Data records:
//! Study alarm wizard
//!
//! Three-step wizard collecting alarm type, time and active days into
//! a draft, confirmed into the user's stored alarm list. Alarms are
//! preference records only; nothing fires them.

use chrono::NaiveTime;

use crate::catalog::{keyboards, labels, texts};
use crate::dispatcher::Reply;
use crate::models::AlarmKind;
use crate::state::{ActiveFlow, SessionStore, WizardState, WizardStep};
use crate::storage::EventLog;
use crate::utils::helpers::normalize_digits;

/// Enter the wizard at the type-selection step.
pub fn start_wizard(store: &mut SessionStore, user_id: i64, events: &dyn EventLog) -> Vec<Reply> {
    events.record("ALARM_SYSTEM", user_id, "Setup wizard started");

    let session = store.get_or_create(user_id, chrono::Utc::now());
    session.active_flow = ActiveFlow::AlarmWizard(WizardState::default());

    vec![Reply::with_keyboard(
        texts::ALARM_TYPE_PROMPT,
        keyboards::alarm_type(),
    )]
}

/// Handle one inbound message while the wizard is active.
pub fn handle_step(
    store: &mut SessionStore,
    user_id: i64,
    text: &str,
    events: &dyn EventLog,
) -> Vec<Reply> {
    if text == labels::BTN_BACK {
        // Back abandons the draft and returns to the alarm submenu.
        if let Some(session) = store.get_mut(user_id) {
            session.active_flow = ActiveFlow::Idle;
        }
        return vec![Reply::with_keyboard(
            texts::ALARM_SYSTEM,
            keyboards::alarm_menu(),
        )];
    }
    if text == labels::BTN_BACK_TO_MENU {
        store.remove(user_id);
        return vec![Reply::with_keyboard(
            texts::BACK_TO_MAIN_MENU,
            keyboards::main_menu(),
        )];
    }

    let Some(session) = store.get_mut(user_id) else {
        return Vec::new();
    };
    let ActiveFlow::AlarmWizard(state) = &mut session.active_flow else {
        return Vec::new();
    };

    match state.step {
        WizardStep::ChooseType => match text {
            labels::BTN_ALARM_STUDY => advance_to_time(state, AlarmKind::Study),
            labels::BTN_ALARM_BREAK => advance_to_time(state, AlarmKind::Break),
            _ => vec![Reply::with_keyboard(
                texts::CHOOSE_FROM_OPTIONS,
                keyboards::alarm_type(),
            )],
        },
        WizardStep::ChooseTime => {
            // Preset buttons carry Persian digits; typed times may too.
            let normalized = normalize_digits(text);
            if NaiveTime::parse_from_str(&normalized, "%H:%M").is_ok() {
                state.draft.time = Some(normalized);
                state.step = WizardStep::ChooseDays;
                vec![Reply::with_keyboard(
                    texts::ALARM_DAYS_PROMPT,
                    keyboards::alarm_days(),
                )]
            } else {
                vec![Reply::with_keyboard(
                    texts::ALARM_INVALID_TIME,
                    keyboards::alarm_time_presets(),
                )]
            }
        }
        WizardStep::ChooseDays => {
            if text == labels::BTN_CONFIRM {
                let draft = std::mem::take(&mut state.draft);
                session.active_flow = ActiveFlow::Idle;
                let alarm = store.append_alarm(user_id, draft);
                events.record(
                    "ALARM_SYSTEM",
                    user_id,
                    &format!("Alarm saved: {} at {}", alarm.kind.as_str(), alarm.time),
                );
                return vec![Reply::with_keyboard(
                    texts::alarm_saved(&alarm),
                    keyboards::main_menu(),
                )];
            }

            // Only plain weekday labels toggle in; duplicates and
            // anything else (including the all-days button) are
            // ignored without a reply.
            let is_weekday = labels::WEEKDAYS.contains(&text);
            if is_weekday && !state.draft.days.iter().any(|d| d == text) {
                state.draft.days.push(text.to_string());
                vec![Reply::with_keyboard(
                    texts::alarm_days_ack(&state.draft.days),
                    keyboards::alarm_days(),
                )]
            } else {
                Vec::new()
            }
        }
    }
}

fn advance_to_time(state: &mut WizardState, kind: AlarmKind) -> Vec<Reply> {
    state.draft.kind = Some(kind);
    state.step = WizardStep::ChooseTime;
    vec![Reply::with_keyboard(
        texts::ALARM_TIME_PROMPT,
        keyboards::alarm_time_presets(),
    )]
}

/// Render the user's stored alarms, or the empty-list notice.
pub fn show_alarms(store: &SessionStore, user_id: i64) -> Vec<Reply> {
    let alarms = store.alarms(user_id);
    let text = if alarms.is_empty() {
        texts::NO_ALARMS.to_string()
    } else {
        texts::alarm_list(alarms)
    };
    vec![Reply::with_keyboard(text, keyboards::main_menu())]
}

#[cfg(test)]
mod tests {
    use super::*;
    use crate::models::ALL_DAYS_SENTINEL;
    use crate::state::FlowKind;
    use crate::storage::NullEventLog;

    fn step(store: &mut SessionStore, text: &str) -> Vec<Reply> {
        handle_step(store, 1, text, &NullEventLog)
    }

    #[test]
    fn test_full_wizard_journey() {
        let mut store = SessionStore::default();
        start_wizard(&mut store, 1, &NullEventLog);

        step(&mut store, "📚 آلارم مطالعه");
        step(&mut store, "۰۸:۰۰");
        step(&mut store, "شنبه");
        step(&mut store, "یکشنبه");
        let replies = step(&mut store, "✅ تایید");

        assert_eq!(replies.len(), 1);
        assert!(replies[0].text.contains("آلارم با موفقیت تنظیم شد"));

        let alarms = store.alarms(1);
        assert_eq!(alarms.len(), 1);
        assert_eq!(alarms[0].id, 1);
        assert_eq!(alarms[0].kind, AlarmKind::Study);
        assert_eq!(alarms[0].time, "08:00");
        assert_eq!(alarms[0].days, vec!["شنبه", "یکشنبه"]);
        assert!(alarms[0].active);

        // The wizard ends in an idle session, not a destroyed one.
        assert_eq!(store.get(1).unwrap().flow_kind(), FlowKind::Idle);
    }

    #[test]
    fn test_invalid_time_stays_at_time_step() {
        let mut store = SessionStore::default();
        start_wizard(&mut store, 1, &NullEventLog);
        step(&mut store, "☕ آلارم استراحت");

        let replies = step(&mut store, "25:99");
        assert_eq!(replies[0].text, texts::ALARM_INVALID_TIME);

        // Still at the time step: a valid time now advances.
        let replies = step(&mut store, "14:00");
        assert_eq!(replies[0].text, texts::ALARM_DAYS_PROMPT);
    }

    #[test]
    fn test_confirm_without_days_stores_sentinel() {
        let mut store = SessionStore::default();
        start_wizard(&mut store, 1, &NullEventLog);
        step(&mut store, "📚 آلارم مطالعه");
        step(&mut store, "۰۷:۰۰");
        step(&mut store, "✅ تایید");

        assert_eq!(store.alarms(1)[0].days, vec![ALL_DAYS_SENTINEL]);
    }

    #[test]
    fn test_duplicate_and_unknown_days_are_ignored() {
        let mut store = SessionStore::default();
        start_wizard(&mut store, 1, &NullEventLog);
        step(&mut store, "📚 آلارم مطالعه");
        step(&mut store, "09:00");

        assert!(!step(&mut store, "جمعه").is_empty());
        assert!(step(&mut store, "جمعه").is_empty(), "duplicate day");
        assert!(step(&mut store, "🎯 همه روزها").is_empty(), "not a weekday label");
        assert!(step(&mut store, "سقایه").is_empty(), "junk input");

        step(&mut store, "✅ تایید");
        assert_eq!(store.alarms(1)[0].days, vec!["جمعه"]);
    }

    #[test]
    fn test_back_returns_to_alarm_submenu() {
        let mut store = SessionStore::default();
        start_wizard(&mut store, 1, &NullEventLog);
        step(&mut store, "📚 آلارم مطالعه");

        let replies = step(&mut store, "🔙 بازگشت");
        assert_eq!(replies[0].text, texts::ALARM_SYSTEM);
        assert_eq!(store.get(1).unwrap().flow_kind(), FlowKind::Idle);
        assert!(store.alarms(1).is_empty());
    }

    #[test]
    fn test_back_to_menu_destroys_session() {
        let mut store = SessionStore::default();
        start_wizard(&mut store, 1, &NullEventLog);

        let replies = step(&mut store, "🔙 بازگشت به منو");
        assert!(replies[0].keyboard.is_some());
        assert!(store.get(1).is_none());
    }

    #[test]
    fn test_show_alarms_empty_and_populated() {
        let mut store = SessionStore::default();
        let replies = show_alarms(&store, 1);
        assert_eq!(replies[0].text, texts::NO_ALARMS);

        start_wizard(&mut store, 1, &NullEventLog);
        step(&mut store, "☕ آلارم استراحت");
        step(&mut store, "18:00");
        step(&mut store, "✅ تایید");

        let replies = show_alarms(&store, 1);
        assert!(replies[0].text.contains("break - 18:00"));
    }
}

What to do =
One number is the expected answer: the count of lines above that hold the word "crate".

Expected output =
9